── DATA TO EXAMINE ──

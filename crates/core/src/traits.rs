//! Core traits for storage and record-source abstraction
//!
//! `StatisticsStore` is the single shared mutable resource of the engine.
//! All mutation goes through its versioned `put`; there is no client-side
//! locking. `RecordSource` is the collaborator view of the records currently
//! present, used by recomputation.
//!
//! Thread safety: all methods must be safe to call concurrently from
//! multiple threads (requires Send + Sync).

use crate::entry::StatisticEntry;
use crate::error::Result;
use crate::kind::KindTag;
use crate::record::Record;
use crate::types::StatisticId;
use crate::version::{Version, Versioned};

/// Lazy, finite sequence of stored statistics
///
/// Not restartable once exhausted; issue a new scan instead.
pub type StatisticScan<'a> =
    Box<dyn Iterator<Item = Result<(StatisticId, Versioned<StatisticEntry>)>> + Send + 'a>;

/// Lazy sequence of records currently present in a scope
pub type RecordScan<'a> = Box<dyn Iterator<Item = Result<Record>> + Send + 'a>;

/// Filter for scoped iteration over the store
#[derive(Debug, Clone, PartialEq, Eq)]
pub struct ScanQuery {
    /// Record type to scan (required)
    pub record_type: String,
    /// Only statistics of this kind tag
    pub kind_tag: Option<KindTag>,
    /// Only statistics whose extended id starts with this prefix
    pub extended_id_prefix: Option<String>,
}

impl ScanQuery {
    /// Every statistic of a record type
    pub fn record_type(record_type: impl Into<String>) -> Self {
        ScanQuery {
            record_type: record_type.into(),
            kind_tag: None,
            extended_id_prefix: None,
        }
    }

    /// Restrict to one kind tag
    pub fn with_kind(mut self, tag: KindTag) -> Self {
        self.kind_tag = Some(tag);
        self
    }

    /// Restrict to an extended id prefix
    pub fn with_extended_id_prefix(mut self, prefix: impl Into<String>) -> Self {
        self.extended_id_prefix = Some(prefix.into());
        self
    }

    /// Check if an identity falls within the query
    pub fn matches(&self, id: &StatisticId) -> bool {
        id.record_type == self.record_type
            && self.kind_tag.as_ref().map_or(true, |t| id.tag() == t)
            && self
                .extended_id_prefix
                .as_deref()
                .map_or(true, |p| id.extended_id.starts_with(p))
    }
}

/// Durable keyed repository of statistic snapshots
///
/// The store treats payloads as opaque bytes. It enforces read-modify-write
/// atomicity per key through versioned writes: the last successful writer
/// wins a given version and losers observe `VersionConflict`.
pub trait StatisticsStore: Send + Sync {
    /// Read the current entry and its version
    ///
    /// Returns None if the statistic does not exist.
    ///
    /// # Errors
    ///
    /// Returns `BackendUnavailable` if the backend cannot be reached.
    fn get(&self, id: &StatisticId) -> Result<Option<Versioned<StatisticEntry>>>;

    /// Write an entry if the stored version equals `expected`
    ///
    /// `Version::ZERO` requires the key to be absent. Returns the new version.
    ///
    /// # Errors
    ///
    /// Returns `VersionConflict` if another writer got there first, or
    /// `BackendUnavailable` if the backend cannot be reached. The stored
    /// entry is unchanged in both cases.
    fn put(&self, id: StatisticId, entry: StatisticEntry, expected: Version) -> Result<Version>;

    /// Remove an entry unconditionally
    ///
    /// Returns the removed entry if it existed.
    ///
    /// # Errors
    ///
    /// Returns `BackendUnavailable` if the backend cannot be reached.
    fn delete(&self, id: &StatisticId) -> Result<Option<Versioned<StatisticEntry>>>;

    /// Iterate the statistics matching a query, ordered by identity
    ///
    /// # Errors
    ///
    /// Returns `BackendUnavailable` if the backend cannot be reached.
    fn scan(&self, query: &ScanQuery) -> Result<StatisticScan<'_>>;

    /// Record types that currently own at least one statistic
    ///
    /// # Errors
    ///
    /// Returns `BackendUnavailable` if the backend cannot be reached.
    fn record_types(&self) -> Result<Vec<String>>;

    /// Remove every statistic matching a query, returning how many went
    ///
    /// Used when a record type or index is dropped.
    ///
    /// # Errors
    ///
    /// Returns `BackendUnavailable` if the backend cannot be reached.
    fn delete_matching(&self, query: &ScanQuery) -> Result<usize> {
        let ids: Vec<StatisticId> = self
            .scan(query)?
            .map(|item| item.map(|(id, _)| id))
            .collect::<Result<_>>()?;
        let mut removed = 0;
        for id in &ids {
            if self.delete(id)?.is_some() {
                removed += 1;
            }
        }
        Ok(removed)
    }
}

/// Collaborator view of the records currently present
///
/// Recomputation folds over `scan(record_type)`. The view must reflect
/// current state, not the state before the delete that triggered the
/// recompute.
pub trait RecordSource: Send + Sync {
    /// Iterate the records currently present for a record type
    ///
    /// # Errors
    ///
    /// Returns `BackendUnavailable` if the backend cannot be reached; items
    /// may also fail individually mid-scan.
    fn scan(&self, record_type: &str) -> Result<RecordScan<'_>>;
}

───

#### [WHAT THE TASK REQUIRES]
Transcribe all of the material exactly as it was written.

#### [EXERCISE RESULT]
filename crates/core/src/traits.rs
//! Core traits for storage and record-source abstraction
//!
//! `StatisticsStore` is the single shared mutable resource of the engine.
//! All mutation goes through its versioned `put`; there is no client-side
//! locking. `RecordSource` is the collaborator view of the records currently
//! present, used by recomputation.
//!
//! Thread safety: all methods must be safe to call concurrently from
//! multiple threads (requires Send + Sync).

use crate::entry::StatisticEntry;
use crate::error::Result;
use crate::kind::KindTag;
use crate::record::Record;
use crate::types::StatisticId;
use crate::version::{Version, Versioned};

/// Lazy, finite sequence of stored statistics
///
/// Not restartable once exhausted; issue a new scan instead.
pub type StatisticScan<'a> =
    Box<dyn Iterator<Item = Result<(StatisticId, Versioned<StatisticEntry>)>> + Send + 'a>;

/// Lazy sequence of records currently present in a scope
pub type RecordScan<'a> = Box<dyn Iterator<Item = Result<Record>> + Send + 'a>;

/// Filter for scoped iteration over the store
#[derive(Debug, Clone, PartialEq, Eq)]
pub struct ScanQuery {
    /// Record type to scan (required)
    pub record_type: String,
    /// Only statistics of this kind tag
    pub kind_tag: Option<KindTag>,
    /// Only statistics whose extended id starts with this prefix
    pub extended_id_prefix: Option<String>,
}

impl ScanQuery {
    /// Every statistic of a record type
    pub fn record_type(record_type: impl Into<String>) -> Self {
        ScanQuery {
            record_type: record_type.into(),
            kind_tag: None,
            extended_id_prefix: None,
        }
    }

    /// Restrict to one kind tag
    pub fn with_kind(mut self, tag: KindTag) -> Self {
        self.kind_tag = Some(tag);
        self
    }

    /// Restrict to an extended id prefix
    pub fn with_extended_id_prefix(mut self, prefix: impl Into<String>) -> Self {
        self.extended_id_prefix = Some(prefix.into());
        self
    }

    /// Check if an identity falls within the query
    pub fn matches(&self, id: &StatisticId) -> bool {
        id.record_type == self.record_type
            && self.kind_tag.as_ref().map_or(true, |t| id.tag() == t)
            && self
                .extended_id_prefix
                .as_deref()
                .map_or(true, |p| id.extended_id.starts_with(p))
    }
}

/// Durable keyed repository of statistic snapshots
///
/// The store treats payloads as opaque bytes. It enforces read-modify-write
/// atomicity per key through versioned writes: the last successful writer
/// wins a given version and losers observe `VersionConflict`.
pub trait StatisticsStore: Send + Sync {
    /// Read the current entry and its version
    ///
    /// Returns None if the statistic does not exist.
    ///
    /// # Errors
    ///
    /// Returns `BackendUnavailable` if the backend cannot be reached.
    fn get(&self, id: &StatisticId) -> Result<Option<Versioned<StatisticEntry>>>;

    /// Write an entry if the stored version equals `expected`
    ///
    /// `Version::ZERO` requires the key to be absent. Returns the new version.
    ///
    /// # Errors
    ///
    /// Returns `VersionConflict` if another writer got there first, or
    /// `BackendUnavailable` if the backend cannot be reached. The stored
    /// entry is unchanged in both cases.
    fn put(&self, id: StatisticId, entry: StatisticEntry, expected: Version) -> Result<Version>;

    /// Remove an entry unconditionally
    ///
    /// Returns the removed entry if it existed.
    ///
    /// # Errors
    ///
    /// Returns `BackendUnavailable` if the backend cannot be reached.
    fn delete(&self, id: &StatisticId) -> Result<Option<Versioned<StatisticEntry>>>;

    /// Iterate the statistics matching a query, ordered by identity
    ///
    /// # Errors
    ///
    /// Returns `BackendUnavailable` if the backend cannot be reached.
    fn scan(&self, query: &ScanQuery) -> Result<StatisticScan<'_>>;

    /// Record types that currently own at least one statistic
    ///
    /// # Errors
    ///
    /// Returns `BackendUnavailable` if the backend cannot be reached.
    fn record_types(&self) -> Result<Vec<String>>;

    /// Remove every statistic matching a query, returning how many went
    ///
    /// Used when a record type or index is dropped.
    ///
    /// # Errors
    ///
    /// Returns `BackendUnavailable` if the backend cannot be reached.
    fn delete_matching(&self, query: &ScanQuery) -> Result<usize> {
        let ids: Vec<StatisticId> = self
            .scan(query)?
            .map(|item| item.map(|(id, _)| id))
            .collect::<Result<_>>()?;
        let mut removed = 0;
        for id in &ids {
            if self.delete(id)?.is_some() {
                removed += 1;
            }
        }
        Ok(removed)
    }
}

/// Collaborator view of the records currently present
///
/// Recomputation folds over `scan(record_type)`. The view must reflect
/// current state, not the state before the delete that triggered the
/// recompute.
pub trait RecordSource: Send + Sync {
    /// Iterate the records currently present for a record type
    ///
    /// # Errors
    ///
    /// Returns `BackendUnavailable` if the backend cannot be reached; items
    /// may also fail individually mid-scan.
    fn scan(&self, record_type: &str) -> Result<RecordScan<'_>>;
}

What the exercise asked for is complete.